● Brief
Work out how many lines below hold the string "crate" and state only that figure.

● Data shown

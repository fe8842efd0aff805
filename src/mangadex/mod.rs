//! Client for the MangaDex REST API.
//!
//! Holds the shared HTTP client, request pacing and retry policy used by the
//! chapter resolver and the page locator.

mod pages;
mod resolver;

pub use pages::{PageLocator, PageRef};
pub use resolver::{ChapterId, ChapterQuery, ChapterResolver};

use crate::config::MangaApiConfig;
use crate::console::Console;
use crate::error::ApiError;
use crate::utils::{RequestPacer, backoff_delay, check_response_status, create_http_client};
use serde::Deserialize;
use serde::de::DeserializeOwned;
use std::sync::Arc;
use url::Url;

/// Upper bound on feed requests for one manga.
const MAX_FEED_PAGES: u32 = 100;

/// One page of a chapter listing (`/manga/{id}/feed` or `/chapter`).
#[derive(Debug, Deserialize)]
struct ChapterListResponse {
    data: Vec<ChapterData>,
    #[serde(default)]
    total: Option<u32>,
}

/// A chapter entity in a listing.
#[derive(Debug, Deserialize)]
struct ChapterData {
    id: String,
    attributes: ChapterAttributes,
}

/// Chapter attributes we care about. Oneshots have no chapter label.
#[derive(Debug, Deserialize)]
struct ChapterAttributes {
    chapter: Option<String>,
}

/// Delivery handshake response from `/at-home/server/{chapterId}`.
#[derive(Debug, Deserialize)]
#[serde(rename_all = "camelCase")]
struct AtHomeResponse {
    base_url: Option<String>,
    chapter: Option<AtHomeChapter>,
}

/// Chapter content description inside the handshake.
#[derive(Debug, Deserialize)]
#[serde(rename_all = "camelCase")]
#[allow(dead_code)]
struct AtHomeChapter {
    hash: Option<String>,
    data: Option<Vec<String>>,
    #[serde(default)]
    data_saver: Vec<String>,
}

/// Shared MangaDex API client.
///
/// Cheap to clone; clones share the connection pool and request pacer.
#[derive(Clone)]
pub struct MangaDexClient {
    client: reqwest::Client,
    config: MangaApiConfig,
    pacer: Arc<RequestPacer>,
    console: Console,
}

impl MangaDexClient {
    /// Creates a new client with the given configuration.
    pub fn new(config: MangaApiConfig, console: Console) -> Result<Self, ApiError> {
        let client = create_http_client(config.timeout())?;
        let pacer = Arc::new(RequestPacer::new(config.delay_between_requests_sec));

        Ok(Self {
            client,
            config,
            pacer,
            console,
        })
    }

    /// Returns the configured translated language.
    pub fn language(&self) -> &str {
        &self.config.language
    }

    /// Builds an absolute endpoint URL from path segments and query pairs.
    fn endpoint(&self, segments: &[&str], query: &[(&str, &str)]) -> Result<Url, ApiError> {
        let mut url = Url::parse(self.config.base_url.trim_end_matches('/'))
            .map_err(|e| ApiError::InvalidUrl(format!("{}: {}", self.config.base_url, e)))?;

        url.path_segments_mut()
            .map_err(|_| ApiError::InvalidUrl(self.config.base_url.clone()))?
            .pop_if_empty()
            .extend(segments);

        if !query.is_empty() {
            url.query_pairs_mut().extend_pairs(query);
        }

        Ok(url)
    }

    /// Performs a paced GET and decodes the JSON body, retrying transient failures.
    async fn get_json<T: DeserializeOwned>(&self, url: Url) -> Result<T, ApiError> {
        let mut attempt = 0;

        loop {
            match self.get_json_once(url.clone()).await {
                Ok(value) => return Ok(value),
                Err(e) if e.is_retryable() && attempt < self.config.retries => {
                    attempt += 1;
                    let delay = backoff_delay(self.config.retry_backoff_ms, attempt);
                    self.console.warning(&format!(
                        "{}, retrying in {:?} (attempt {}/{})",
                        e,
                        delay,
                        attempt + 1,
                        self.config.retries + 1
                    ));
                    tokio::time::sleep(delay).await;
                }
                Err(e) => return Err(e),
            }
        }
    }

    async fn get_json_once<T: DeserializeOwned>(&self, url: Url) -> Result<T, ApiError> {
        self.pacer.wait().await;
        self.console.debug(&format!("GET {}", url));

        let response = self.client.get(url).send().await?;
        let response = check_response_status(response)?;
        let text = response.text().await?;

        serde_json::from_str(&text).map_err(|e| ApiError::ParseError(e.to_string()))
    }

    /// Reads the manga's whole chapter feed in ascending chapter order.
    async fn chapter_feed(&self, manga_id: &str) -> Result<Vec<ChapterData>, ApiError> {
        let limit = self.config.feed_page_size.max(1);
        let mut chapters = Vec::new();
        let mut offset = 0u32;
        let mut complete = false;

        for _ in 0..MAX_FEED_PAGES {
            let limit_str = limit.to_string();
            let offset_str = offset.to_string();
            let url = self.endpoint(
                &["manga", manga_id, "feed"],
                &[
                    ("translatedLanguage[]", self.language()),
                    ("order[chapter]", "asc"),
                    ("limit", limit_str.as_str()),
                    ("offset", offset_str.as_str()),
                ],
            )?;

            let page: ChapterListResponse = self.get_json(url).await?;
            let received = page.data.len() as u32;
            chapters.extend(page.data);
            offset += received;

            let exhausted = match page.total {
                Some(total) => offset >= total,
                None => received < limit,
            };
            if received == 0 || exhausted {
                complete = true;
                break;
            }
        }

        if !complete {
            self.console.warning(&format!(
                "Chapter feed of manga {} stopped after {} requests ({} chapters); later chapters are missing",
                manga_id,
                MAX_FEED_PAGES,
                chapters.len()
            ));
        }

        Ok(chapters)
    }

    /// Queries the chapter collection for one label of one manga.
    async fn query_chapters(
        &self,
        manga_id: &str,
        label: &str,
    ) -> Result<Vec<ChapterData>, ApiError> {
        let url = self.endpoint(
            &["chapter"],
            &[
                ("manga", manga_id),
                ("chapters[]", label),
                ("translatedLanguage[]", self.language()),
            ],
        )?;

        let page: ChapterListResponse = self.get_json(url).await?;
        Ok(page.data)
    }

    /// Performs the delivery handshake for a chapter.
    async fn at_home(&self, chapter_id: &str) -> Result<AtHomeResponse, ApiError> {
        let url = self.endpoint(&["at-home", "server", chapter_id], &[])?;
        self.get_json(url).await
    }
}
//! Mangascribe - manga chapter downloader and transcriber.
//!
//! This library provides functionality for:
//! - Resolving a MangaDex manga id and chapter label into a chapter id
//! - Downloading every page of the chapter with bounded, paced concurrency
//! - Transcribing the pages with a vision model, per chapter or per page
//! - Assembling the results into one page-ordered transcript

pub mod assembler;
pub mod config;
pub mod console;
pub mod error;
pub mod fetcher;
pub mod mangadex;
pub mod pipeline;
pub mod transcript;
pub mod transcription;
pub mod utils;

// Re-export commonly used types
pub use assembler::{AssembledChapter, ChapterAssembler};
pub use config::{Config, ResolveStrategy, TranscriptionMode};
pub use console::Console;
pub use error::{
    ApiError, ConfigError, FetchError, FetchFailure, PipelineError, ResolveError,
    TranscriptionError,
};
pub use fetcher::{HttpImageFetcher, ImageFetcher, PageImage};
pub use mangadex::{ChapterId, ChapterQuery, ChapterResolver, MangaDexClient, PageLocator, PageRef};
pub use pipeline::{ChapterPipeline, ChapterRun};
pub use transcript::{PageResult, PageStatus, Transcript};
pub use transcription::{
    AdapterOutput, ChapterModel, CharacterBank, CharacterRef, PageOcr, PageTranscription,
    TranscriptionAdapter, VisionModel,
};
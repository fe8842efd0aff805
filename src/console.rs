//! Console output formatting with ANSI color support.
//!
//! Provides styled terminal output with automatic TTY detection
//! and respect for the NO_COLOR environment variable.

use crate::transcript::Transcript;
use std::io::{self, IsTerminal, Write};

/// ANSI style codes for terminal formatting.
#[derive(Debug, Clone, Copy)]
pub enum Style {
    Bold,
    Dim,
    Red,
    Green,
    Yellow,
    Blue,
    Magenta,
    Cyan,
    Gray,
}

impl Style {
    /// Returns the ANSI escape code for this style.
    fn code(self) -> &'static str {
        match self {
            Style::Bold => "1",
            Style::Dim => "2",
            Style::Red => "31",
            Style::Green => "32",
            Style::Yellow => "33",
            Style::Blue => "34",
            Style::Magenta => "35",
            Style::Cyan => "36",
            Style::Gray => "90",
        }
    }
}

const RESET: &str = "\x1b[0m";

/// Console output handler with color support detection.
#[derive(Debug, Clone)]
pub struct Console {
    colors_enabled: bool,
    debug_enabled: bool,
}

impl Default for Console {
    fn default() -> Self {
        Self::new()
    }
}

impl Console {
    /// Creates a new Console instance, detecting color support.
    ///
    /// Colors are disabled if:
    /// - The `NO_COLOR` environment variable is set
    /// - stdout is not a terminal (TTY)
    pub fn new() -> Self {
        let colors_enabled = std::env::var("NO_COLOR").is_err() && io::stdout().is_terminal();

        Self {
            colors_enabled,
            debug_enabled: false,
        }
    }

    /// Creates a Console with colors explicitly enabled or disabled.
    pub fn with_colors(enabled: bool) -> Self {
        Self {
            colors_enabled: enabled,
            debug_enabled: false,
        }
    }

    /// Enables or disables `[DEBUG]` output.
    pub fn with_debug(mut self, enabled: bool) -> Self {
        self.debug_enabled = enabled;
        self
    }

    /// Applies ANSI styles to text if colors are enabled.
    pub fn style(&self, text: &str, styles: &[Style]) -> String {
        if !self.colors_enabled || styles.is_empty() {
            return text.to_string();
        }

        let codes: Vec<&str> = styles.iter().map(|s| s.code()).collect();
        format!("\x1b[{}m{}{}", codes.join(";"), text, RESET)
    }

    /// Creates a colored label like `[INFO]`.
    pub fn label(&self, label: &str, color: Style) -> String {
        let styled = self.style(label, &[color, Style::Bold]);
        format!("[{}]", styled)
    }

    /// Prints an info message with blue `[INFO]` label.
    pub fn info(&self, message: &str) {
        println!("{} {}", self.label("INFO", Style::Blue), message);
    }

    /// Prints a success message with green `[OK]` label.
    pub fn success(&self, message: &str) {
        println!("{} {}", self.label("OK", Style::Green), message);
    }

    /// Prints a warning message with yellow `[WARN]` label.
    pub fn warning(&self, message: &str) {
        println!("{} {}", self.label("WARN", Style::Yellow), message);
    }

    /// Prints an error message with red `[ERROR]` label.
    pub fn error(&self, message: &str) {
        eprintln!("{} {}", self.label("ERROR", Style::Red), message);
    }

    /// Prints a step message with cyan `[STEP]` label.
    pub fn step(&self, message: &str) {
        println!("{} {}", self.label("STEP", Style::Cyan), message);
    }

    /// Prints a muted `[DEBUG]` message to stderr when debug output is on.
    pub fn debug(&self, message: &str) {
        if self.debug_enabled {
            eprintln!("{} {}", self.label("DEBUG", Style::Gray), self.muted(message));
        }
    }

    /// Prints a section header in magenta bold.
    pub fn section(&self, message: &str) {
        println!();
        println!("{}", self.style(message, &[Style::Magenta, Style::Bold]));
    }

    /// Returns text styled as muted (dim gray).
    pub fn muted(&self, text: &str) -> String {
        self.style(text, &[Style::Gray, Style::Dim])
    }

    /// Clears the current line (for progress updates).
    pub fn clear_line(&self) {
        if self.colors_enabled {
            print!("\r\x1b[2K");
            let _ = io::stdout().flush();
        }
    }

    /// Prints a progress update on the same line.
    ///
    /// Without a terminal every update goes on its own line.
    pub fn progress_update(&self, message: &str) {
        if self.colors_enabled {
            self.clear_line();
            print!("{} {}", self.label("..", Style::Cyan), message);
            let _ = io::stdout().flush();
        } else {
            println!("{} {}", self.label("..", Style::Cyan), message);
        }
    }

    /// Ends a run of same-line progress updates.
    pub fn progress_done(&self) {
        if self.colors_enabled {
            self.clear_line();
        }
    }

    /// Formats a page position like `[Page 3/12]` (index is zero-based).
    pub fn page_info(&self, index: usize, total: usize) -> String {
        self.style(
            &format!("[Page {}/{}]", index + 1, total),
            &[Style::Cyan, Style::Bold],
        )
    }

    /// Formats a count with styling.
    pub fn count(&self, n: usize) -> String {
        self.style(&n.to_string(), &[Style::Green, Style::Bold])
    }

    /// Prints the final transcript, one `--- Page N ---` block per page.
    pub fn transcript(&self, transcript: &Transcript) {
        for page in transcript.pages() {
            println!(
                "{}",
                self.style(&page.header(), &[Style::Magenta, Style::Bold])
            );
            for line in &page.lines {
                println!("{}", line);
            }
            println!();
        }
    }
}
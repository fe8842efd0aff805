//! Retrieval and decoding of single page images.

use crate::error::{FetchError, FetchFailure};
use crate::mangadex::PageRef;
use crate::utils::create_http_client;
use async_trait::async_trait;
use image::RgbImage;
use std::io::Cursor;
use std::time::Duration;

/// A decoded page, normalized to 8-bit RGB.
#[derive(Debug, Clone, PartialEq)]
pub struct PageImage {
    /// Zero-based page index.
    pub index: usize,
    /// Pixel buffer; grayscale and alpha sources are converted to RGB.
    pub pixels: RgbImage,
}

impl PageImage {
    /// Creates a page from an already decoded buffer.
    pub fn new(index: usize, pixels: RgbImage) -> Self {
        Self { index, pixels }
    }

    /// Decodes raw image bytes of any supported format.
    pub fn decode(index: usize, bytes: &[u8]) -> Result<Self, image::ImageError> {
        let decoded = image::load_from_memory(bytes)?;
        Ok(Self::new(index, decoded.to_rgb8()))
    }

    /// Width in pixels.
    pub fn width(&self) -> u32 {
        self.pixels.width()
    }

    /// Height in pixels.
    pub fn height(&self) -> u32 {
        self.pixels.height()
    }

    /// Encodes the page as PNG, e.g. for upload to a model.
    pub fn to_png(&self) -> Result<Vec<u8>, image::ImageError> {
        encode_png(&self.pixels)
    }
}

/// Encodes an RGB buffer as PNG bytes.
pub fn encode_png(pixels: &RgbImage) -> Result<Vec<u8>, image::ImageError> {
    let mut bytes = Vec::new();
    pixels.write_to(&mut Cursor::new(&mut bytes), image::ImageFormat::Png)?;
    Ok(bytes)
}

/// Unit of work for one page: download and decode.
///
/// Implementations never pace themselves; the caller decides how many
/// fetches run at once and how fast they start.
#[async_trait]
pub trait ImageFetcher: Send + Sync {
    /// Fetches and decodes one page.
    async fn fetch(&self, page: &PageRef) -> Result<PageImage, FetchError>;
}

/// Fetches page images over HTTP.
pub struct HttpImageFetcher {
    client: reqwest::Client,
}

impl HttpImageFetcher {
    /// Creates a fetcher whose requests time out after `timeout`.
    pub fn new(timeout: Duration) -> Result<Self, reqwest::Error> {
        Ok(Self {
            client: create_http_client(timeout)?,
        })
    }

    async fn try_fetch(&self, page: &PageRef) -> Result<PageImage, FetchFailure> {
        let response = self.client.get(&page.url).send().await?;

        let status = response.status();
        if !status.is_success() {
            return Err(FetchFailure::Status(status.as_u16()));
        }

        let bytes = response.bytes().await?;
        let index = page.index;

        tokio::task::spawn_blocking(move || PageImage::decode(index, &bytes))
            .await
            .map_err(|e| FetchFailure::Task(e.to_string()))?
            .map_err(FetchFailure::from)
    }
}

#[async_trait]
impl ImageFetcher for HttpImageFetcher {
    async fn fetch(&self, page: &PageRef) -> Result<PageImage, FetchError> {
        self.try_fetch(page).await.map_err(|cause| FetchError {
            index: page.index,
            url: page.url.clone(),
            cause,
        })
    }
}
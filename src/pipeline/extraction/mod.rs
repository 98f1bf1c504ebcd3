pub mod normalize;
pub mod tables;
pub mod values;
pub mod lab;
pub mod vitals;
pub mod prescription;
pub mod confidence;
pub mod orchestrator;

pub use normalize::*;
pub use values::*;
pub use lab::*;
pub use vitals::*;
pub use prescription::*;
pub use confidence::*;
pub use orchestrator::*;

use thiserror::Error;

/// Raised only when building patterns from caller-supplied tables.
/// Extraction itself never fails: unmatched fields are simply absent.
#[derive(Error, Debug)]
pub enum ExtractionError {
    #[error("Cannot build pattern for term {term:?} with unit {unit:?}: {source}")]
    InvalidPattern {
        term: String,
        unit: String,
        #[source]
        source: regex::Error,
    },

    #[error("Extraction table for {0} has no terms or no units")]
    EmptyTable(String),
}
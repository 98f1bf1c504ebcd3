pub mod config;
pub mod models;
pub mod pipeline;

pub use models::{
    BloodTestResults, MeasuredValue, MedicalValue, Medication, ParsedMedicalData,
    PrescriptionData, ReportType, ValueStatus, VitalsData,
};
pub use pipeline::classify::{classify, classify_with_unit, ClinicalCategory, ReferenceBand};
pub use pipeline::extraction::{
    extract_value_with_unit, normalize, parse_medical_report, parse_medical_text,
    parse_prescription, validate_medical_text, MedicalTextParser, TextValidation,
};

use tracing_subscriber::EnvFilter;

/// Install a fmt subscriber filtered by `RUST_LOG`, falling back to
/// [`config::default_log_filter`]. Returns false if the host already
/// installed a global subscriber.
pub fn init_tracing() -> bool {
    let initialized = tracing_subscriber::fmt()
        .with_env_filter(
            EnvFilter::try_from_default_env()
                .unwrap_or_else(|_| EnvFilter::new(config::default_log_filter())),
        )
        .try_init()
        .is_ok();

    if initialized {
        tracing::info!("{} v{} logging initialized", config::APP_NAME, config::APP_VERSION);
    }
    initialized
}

● Response
8